The American Medical Association (AMA) issued a statement this week from the chair of its Board of Trustees, Patrice A. Harris, MD, strongly supporting the nomination of Tom Price, MD, to become the next Secretary of Health and Human Services (HHS).
“His service as a physician, state legislator and member of the U.S. Congress provides a depth of experience to lead HHS,” Dr. Harris said in the statement. “Dr. Price has been a leader in the development of health policies to advance patient choice and market-based solutions as well as reduce excessive regulatory burdens that diminish time devoted to patient care and increase costs.
“We urge the Senate to promptly consider and confirm Dr. Price for this important role.”
Also in the wake of the election, the AMA has set out its advocacy agenda for the coming months. The focus will be on the following priorities:
Health system reform. Following action taken by the House of Delegates during the 2016 AMA Interim Meeting, the AMA issued a press release and two-page statement outlining and reaffirming its existing policies on health system reform. The AMA’s comprehensive policy provides a solid foundation for upcoming deliberations on changes to the Affordable Care Act and other programs. The framework addresses key issues such as covering the uninsured and expanding choice, ensuring patient access to care and the providers they need, improving health equity for underserved and special needs populations and advancing initiatives that enhance practice efficiency and professional satisfaction.
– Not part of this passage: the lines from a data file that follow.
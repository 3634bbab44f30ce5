use crate::error::ConfigError;
use config::Environment;
use serde::Deserialize;

/// The listen port used when `PORT` is unset or empty.
const DEFAULT_PORT: &str = "8080";

/// The runtime settings for the service, sourced from the process environment.
///
/// All database fields are required; `PORT` falls back to [`DEFAULT_PORT`].
/// Values are kept as the raw strings the environment supplied; the numeric
/// accessors validate on demand so a bad value fails at startup, not mid-request.
#[derive(Debug, Clone, Deserialize)]
pub struct Settings {
    pub db_host: String,
    pub db_port: String,
    pub db_user: String,
    pub db_password: String,
    pub db_name: String,
    pub port: String,
}

impl Settings {
    /// Loads settings from the process environment.
    pub fn load() -> Result<Self, ConfigError> {
        Self::from_source(Environment::default())
    }

    /// Loads settings from an explicit environment source.
    ///
    /// Tests use this to supply a plain map instead of mutating the process
    /// environment, which is shared across the whole test binary.
    pub fn from_source(env: Environment) -> Result<Self, ConfigError> {
        let builder = config::Config::builder()
            .set_default("port", DEFAULT_PORT)?
            .add_source(env)
            .build()?;

        let mut settings = builder.try_deserialize::<Settings>()?;

        // An empty PORT behaves exactly like an unset one.
        if settings.port.is_empty() {
            settings.port = DEFAULT_PORT.to_string();
        }

        Ok(settings)
    }

    /// The TCP port the HTTP server binds.
    pub fn listen_port(&self) -> Result<u16, ConfigError> {
        self.port.parse().map_err(|_| {
            ConfigError::ValidationError(format!("invalid PORT value: {:?}", self.port))
        })
    }

    /// The port of the database server.
    pub fn database_port(&self) -> Result<u16, ConfigError> {
        self.db_port.parse().map_err(|_| {
            ConfigError::ValidationError(format!("invalid DB_PORT value: {:?}", self.db_port))
        })
    }
}

#[cfg(test)]
mod tests {
    use super::*;
    use config::Map;

    fn env_from(vars: &[(&str, &str)]) -> Environment {
        let mut map = Map::new();
        for (key, value) in vars {
            map.insert((*key).to_string(), (*value).to_string());
        }
        Environment::default().source(Some(map))
    }

    fn full_env() -> Vec<(&'static str, &'static str)> {
        vec![
            ("DB_HOST", "localhost"),
            ("DB_PORT", "5432"),
            ("DB_USER", "postgres"),
            ("DB_PASSWORD", "secret"),
            ("DB_NAME", "roster"),
            ("PORT", "3000"),
        ]
    }

    #[test]
    fn loads_all_fields_from_the_environment() {
        let settings = Settings::from_source(env_from(&full_env())).unwrap();

        assert_eq!(settings.db_host, "localhost");
        assert_eq!(settings.db_user, "postgres");
        assert_eq!(settings.db_password, "secret");
        assert_eq!(settings.db_name, "roster");
        assert_eq!(settings.database_port().unwrap(), 5432);
        assert_eq!(settings.listen_port().unwrap(), 3000);
    }

    #[test]
    fn port_defaults_when_unset() {
        let vars: Vec<_> = full_env()
            .into_iter()
            .filter(|(key, _)| *key != "PORT")
            .collect();
        let settings = Settings::from_source(env_from(&vars)).unwrap();

        assert_eq!(settings.listen_port().unwrap(), 8080);
    }

    #[test]
    fn port_defaults_when_empty() {
        let mut vars = full_env();
        vars.retain(|(key, _)| *key != "PORT");
        vars.push(("PORT", ""));
        let settings = Settings::from_source(env_from(&vars)).unwrap();

        assert_eq!(settings.listen_port().unwrap(), 8080);
    }

    #[test]
    fn missing_database_host_is_an_error() {
        let vars: Vec<_> = full_env()
            .into_iter()
            .filter(|(key, _)| *key != "DB_HOST")
            .collect();

        assert!(Settings::from_source(env_from(&vars)).is_err());
    }

    #[test]
    fn non_numeric_ports_are_rejected() {
        let mut vars = full_env();
        vars.retain(|(key, _)| *key != "PORT" && *key != "DB_PORT");
        vars.push(("PORT", "http"));
        vars.push(("DB_PORT", "default"));
        let settings = Settings::from_source(env_from(&vars)).unwrap();

        assert!(settings.listen_port().is_err());
        assert!(settings.database_port().is_err());
    }
}
use iced::widget::{button, column, container, image, mouse_area, row, text, Space};
use iced::{border, Alignment, Color, Element, Length};

use crate::state::data::Person;
use crate::ui;
use crate::Message;

const CARD_WIDTH: f32 = 230.0;
const AVATAR_HEIGHT: f32 = 160.0;

/// A clickable nominee card for the directory grid.
/// Activating the card opens the detail modal for this person.
pub fn person_card(index: usize, person: &Person) -> Element<'_, Message> {
    let header: Element<'_, Message> = match &person.image {
        Some(path) => image(std::path::PathBuf::from(path))
            .width(Length::Fill)
            .height(AVATAR_HEIGHT)
            .into(),
        None => avatar(person),
    };

    let badge = container(text(&person.country).size(12))
        .style(ui::badge)
        .padding([2.0, 8.0]);

    let cohort_tag: Element<'_, Message> = if person.honoree {
        text("Lightspeed #66").size(11).color(ui::MUTED).into()
    } else {
        Space::with_width(0).into()
    };

    let profile_link = button(text("Ver perfil").size(12))
        .style(ui::link_button)
        .padding(0)
        .on_press(Message::OpenProfile(person.profile_url()));

    let body = column![
        text(&person.name).size(17).color(ui::TEXT),
        text(&person.company).size(14).color(ui::ACCENT),
        Space::with_height(8),
        row![badge, cohort_tag, Space::with_width(Length::Fill), profile_link]
            .spacing(8)
            .align_y(Alignment::Center),
    ]
    .spacing(4)
    .padding(14);

    let card = container(column![header, body])
        .style(ui::surface)
        .width(CARD_WIDTH)
        .clip(true);

    mouse_area(card)
        .on_press(Message::ShowPerson(index))
        .into()
}

/// Initials placeholder shown when a nominee has no image, tinted with a
/// color derived deterministically from the name.
fn avatar(person: &Person) -> Element<'_, Message> {
    let tint = name_color(&person.name);
    container(text(person.initials()).size(42).color(Color::WHITE))
        .style(move |_theme| container::Style {
            background: Some(tint.into()),
            border: border::rounded(0.0),
            ..container::Style::default()
        })
        .width(Length::Fill)
        .height(AVATAR_HEIGHT)
        .center_x(Length::Fill)
        .center_y(Length::Fill)
        .into()
}

/// Deterministic placeholder color: char code + ((hash << 5) - hash)
/// per character, truncated to 24 bits of RGB.
fn name_color(name: &str) -> Color {
    let mut hash: i32 = 0;
    for c in name.chars() {
        hash = (c as i32).wrapping_add((hash << 5).wrapping_sub(hash));
    }
    let rgb = (hash & 0x00ff_ffff) as u32;
    Color::from_rgb8(
        ((rgb >> 16) & 0xff) as u8,
        ((rgb >> 8) & 0xff) as u8,
        (rgb & 0xff) as u8,
    )
}

#[cfg(test)]
mod tests {
    use super::*;

    #[test]
    fn test_name_color_is_deterministic() {
        assert_eq!(name_color("Ana Ruiz"), name_color("Ana Ruiz"));
    }

    #[test]
    fn test_different_names_usually_differ() {
        assert_ne!(name_color("Ana Ruiz"), name_color("Beto"));
    }
}
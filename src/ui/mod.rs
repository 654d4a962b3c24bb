/// UI building blocks
///
/// Pure presentation: these modules consume filter and countdown output and
/// raise `Message`s, nothing else. Shared palette and widget styles live
/// here so every section draws from the same dark theme.

pub mod card;
pub mod modal;
pub mod sections;

use iced::widget::{button, container};
use iced::{border, Color, Theme};

/// Deep purple page background
pub const BACKGROUND: Color = Color::from_rgb(0.059, 0.020, 0.125);
/// Raised surface color for cards and the modal
pub const SURFACE: Color = Color::from_rgb(0.102, 0.043, 0.180);
/// Violet campaign accent
pub const ACCENT: Color = Color::from_rgb(0.545, 0.361, 0.965);
/// Primary text
pub const TEXT: Color = Color::from_rgb(0.953, 0.957, 0.965);
/// Secondary text
pub const MUTED: Color = Color::from_rgb(0.612, 0.639, 0.686);

pub fn surface(_theme: &Theme) -> container::Style {
    container::Style {
        background: Some(SURFACE.into()),
        border: border::rounded(12.0),
        ..container::Style::default()
    }
}

/// Small translucent pill, used for country badges and honoree tags
pub fn badge(_theme: &Theme) -> container::Style {
    container::Style {
        text_color: Some(TEXT),
        background: Some(Color::from_rgba(0.0, 0.0, 0.0, 0.6).into()),
        border: border::rounded(6.0),
        ..container::Style::default()
    }
}

/// Solid accent call-to-action button
pub fn accent_button(_theme: &Theme, status: button::Status) -> button::Style {
    let background = match status {
        button::Status::Hovered | button::Status::Pressed => {
            Color::from_rgb(0.486, 0.302, 0.910)
        }
        _ => ACCENT,
    };
    button::Style {
        background: Some(background.into()),
        text_color: Color::WHITE,
        border: border::rounded(24.0),
        ..button::Style::default()
    }
}

/// Translucent secondary button (nav links, profile links)
pub fn ghost_button(_theme: &Theme, status: button::Status) -> button::Style {
    let alpha = match status {
        button::Status::Hovered | button::Status::Pressed => 0.2,
        _ => 0.08,
    };
    button::Style {
        background: Some(Color::from_rgba(1.0, 1.0, 1.0, alpha).into()),
        text_color: TEXT,
        border: border::rounded(18.0),
        ..button::Style::default()
    }
}

/// Facet toggle chip; selected chips fill with the accent color
pub fn chip(selected: bool) -> impl Fn(&Theme, button::Status) -> button::Style {
    move |theme, status| {
        if selected {
            button::Style {
                border: border::rounded(14.0),
                ..accent_button(theme, status)
            }
        } else {
            button::Style {
                border: border::rounded(14.0),
                ..ghost_button(theme, status)
            }
        }
    }
}

/// Borderless text-like button for inline links
pub fn link_button(_theme: &Theme, status: button::Status) -> button::Style {
    let text_color = match status {
        button::Status::Hovered | button::Status::Pressed => TEXT,
        _ => MUTED,
    };
    button::Style {
        background: None,
        text_color,
        ..button::Style::default()
    }
}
These materials were shared with the Trump transition team, the Obama administration and congressional leaders, and the initial response has been positive. In the coming weeks, the AMA will be hosting a series of discussions with Federation members to prepare and position medicine to effectively engage in the debate about the future of health system reform.
Regulatory relief. The AMA will aggressively pursue new opportunities to secure significant reductions in regulatory burdens that take time from patient care and increase costs. To be assured efforts begin with the most pressing concerns in mind, the AMA has asked for input from Federation groups on suggestions for a regulatory relief agenda.
Further QPP improvements. The first performance reporting period under the QPP begins Jan.1. Although organized medicine was able to secure many improvements in final regulations issued this fall, there are provisions of the Medicare Access and CHIP Reauthorization Act (MACRA) law that must still be implemented by the Centers for Medicare and Medicaid Services.
Proposed regulations expected to be issued in the spring of 2017 will offer opportunities to seek further improvements to the QPP. As it has over the last 18 months, the AMA will seek to forge consensus across organized medicine on recommendations to improve the new Medicare payment system.